Aim of the exercise
Establish how many lines below contain the string "validator". Respond with that number alone.

Records
------------------------------------------------------------
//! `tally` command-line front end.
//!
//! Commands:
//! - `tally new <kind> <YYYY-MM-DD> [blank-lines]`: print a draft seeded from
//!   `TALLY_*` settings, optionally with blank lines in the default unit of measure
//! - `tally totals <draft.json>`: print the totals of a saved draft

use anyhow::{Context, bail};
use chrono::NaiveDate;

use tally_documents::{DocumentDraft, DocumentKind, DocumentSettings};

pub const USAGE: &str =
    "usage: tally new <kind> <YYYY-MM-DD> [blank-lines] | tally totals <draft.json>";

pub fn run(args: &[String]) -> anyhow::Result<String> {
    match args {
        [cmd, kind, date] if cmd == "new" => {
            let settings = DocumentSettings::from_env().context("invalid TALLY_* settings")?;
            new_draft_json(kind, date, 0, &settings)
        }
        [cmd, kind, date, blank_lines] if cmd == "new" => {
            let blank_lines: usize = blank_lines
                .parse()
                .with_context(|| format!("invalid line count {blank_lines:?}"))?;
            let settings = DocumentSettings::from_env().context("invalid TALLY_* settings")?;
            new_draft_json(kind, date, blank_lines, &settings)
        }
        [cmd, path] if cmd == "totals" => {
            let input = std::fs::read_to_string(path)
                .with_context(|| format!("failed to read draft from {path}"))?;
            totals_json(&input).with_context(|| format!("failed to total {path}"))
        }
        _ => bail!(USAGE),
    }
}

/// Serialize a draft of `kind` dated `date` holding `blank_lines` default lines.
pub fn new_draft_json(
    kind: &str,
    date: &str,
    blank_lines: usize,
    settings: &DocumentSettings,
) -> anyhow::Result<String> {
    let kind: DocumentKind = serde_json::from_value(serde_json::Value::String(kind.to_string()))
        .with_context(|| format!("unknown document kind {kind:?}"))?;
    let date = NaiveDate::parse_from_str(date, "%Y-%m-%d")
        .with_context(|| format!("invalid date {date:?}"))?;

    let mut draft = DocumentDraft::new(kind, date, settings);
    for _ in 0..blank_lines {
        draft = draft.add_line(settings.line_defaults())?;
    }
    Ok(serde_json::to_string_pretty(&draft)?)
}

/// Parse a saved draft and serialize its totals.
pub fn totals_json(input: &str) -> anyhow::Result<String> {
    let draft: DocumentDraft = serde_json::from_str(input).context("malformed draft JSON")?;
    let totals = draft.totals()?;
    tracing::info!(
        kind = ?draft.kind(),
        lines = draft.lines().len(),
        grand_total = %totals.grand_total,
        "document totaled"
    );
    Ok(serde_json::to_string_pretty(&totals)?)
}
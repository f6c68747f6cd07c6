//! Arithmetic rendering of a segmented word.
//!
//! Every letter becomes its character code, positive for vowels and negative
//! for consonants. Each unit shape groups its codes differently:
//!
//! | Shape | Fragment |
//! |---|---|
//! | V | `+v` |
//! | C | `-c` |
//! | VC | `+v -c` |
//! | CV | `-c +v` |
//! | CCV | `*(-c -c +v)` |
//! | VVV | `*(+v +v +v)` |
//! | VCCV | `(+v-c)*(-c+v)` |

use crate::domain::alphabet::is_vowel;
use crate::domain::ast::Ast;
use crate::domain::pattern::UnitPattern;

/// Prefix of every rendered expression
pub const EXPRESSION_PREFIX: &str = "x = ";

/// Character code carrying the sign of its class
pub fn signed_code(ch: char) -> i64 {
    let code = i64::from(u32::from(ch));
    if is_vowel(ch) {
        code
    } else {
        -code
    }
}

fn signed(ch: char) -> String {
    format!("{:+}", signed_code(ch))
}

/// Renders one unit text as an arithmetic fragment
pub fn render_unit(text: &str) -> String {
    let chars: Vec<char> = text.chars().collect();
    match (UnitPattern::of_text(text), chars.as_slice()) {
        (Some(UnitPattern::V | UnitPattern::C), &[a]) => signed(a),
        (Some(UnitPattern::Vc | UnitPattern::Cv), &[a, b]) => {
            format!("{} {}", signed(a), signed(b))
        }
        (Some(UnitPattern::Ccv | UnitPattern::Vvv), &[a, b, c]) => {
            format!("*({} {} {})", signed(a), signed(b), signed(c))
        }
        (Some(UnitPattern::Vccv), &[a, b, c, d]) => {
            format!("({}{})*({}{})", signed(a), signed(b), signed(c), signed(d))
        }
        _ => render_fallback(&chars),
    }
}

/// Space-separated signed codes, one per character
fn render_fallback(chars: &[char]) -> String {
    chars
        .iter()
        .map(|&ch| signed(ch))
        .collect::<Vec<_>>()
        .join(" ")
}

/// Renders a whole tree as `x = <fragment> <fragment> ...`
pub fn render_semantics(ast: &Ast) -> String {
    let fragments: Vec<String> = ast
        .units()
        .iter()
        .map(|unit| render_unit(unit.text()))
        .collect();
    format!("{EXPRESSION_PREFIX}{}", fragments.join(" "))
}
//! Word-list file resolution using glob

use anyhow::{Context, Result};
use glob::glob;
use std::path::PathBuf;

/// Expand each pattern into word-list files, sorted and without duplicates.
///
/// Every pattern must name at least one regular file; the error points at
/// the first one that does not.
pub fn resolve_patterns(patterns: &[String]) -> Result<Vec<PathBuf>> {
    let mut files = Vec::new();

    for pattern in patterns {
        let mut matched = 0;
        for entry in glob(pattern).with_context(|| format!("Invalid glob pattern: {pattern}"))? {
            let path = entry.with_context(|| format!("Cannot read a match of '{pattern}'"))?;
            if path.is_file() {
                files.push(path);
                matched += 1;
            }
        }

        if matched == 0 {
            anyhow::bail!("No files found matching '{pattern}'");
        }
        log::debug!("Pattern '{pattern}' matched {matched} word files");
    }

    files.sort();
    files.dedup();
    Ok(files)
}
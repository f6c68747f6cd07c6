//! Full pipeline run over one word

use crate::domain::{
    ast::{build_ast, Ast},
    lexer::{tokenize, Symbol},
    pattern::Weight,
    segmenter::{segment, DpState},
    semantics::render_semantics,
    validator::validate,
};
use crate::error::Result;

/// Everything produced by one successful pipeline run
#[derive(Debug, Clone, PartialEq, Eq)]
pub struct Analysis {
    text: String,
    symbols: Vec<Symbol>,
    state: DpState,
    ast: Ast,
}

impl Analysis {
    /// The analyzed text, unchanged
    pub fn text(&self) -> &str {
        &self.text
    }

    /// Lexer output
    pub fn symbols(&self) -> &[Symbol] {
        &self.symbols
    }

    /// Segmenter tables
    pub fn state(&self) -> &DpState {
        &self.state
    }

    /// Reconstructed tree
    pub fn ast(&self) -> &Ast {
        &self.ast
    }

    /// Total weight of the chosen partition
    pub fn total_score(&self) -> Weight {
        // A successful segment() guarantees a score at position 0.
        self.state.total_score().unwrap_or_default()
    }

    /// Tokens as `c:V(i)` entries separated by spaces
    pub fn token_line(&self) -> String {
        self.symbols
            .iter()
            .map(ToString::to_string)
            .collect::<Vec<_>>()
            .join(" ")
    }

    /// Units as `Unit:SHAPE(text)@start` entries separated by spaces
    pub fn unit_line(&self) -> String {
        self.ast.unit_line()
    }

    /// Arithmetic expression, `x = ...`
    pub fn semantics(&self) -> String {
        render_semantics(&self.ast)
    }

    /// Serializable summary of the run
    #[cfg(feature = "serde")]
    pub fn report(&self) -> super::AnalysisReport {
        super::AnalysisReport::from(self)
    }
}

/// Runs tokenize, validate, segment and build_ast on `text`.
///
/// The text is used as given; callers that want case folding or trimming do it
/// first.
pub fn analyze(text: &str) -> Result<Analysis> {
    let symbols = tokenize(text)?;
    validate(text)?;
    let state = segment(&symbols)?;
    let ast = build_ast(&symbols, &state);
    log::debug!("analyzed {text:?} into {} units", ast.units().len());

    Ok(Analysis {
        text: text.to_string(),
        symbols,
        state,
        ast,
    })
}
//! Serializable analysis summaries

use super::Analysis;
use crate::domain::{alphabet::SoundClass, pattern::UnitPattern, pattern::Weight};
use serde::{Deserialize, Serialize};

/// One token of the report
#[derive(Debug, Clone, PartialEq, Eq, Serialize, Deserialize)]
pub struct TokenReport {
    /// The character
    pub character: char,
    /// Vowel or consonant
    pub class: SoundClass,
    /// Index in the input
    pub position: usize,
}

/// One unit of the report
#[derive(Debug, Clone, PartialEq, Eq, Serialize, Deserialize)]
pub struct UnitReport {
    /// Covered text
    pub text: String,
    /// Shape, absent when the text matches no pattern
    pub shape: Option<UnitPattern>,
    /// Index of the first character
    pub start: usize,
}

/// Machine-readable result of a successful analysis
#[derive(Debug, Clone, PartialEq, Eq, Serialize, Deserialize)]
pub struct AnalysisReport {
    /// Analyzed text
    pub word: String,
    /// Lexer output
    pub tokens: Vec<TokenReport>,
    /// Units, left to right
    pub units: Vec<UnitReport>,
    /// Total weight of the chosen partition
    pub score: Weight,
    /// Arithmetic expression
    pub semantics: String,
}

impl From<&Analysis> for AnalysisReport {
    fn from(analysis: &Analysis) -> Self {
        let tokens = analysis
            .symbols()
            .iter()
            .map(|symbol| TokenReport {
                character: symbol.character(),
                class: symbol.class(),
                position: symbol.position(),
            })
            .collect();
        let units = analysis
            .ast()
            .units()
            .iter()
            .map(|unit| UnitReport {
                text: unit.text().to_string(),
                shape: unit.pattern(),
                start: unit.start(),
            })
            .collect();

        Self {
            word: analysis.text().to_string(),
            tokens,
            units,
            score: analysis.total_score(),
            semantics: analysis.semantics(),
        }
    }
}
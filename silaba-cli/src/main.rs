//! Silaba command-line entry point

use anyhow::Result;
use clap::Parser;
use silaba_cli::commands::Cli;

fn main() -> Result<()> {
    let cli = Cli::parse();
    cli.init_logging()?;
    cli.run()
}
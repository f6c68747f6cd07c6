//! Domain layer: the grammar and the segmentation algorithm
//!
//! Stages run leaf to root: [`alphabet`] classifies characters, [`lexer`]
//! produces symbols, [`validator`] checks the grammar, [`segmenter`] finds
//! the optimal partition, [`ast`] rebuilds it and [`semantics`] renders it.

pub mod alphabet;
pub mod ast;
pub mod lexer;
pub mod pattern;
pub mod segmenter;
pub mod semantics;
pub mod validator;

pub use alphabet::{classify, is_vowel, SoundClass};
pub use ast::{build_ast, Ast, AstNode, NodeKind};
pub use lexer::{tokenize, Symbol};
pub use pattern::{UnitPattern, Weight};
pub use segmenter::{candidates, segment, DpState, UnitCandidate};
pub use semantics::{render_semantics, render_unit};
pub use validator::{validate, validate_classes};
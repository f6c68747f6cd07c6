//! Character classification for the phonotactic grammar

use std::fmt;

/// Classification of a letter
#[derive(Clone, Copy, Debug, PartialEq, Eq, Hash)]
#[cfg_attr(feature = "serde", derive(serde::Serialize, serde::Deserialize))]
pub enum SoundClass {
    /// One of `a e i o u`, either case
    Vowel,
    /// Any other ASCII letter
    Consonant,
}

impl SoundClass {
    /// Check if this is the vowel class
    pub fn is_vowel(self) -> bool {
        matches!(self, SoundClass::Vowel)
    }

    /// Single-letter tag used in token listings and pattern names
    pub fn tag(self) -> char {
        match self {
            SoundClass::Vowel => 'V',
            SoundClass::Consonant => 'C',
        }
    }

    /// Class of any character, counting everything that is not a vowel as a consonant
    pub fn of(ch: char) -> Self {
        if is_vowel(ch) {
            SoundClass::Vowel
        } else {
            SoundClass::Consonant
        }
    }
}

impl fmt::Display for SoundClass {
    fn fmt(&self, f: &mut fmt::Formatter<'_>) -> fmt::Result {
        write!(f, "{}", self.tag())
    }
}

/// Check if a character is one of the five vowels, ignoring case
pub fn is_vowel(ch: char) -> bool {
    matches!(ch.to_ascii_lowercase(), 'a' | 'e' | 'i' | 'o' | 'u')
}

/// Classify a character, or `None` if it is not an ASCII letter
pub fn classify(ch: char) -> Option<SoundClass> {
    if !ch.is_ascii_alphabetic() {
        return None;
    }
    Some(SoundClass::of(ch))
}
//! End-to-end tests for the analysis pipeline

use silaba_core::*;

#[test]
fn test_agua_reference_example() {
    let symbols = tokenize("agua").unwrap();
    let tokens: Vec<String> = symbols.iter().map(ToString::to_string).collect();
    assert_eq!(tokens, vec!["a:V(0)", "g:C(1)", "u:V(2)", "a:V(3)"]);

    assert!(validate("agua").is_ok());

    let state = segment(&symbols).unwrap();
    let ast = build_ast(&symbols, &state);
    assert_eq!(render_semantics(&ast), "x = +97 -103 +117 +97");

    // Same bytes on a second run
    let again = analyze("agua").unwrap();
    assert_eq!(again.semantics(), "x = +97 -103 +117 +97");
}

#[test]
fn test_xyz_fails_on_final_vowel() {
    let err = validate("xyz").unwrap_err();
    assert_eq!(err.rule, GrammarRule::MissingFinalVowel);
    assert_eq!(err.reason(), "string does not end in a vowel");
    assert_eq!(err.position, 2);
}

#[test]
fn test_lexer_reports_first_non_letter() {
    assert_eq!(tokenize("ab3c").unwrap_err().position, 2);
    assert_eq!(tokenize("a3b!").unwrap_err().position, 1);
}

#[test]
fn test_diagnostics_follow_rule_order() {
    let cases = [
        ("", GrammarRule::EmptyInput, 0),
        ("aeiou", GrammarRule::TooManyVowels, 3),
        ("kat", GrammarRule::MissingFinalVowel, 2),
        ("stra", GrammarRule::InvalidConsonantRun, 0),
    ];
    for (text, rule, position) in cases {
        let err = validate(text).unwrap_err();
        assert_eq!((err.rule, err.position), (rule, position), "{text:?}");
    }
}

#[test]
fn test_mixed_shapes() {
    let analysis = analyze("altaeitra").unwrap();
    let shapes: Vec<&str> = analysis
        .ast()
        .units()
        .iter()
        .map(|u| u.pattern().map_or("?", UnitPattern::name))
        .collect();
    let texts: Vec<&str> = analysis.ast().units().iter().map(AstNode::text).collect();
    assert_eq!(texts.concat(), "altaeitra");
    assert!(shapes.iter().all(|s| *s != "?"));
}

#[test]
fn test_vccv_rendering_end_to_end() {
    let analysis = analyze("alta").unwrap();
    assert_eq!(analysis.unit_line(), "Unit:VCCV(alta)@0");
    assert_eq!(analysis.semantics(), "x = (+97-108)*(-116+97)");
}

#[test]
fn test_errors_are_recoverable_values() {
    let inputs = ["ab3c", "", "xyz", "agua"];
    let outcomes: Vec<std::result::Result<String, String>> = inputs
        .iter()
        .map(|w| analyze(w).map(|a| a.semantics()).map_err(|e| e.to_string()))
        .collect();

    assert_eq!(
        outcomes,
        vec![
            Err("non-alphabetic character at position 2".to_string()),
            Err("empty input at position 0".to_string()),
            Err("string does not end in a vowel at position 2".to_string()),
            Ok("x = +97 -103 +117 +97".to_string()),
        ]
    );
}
------------------------------------------------------------
Solution for this task
4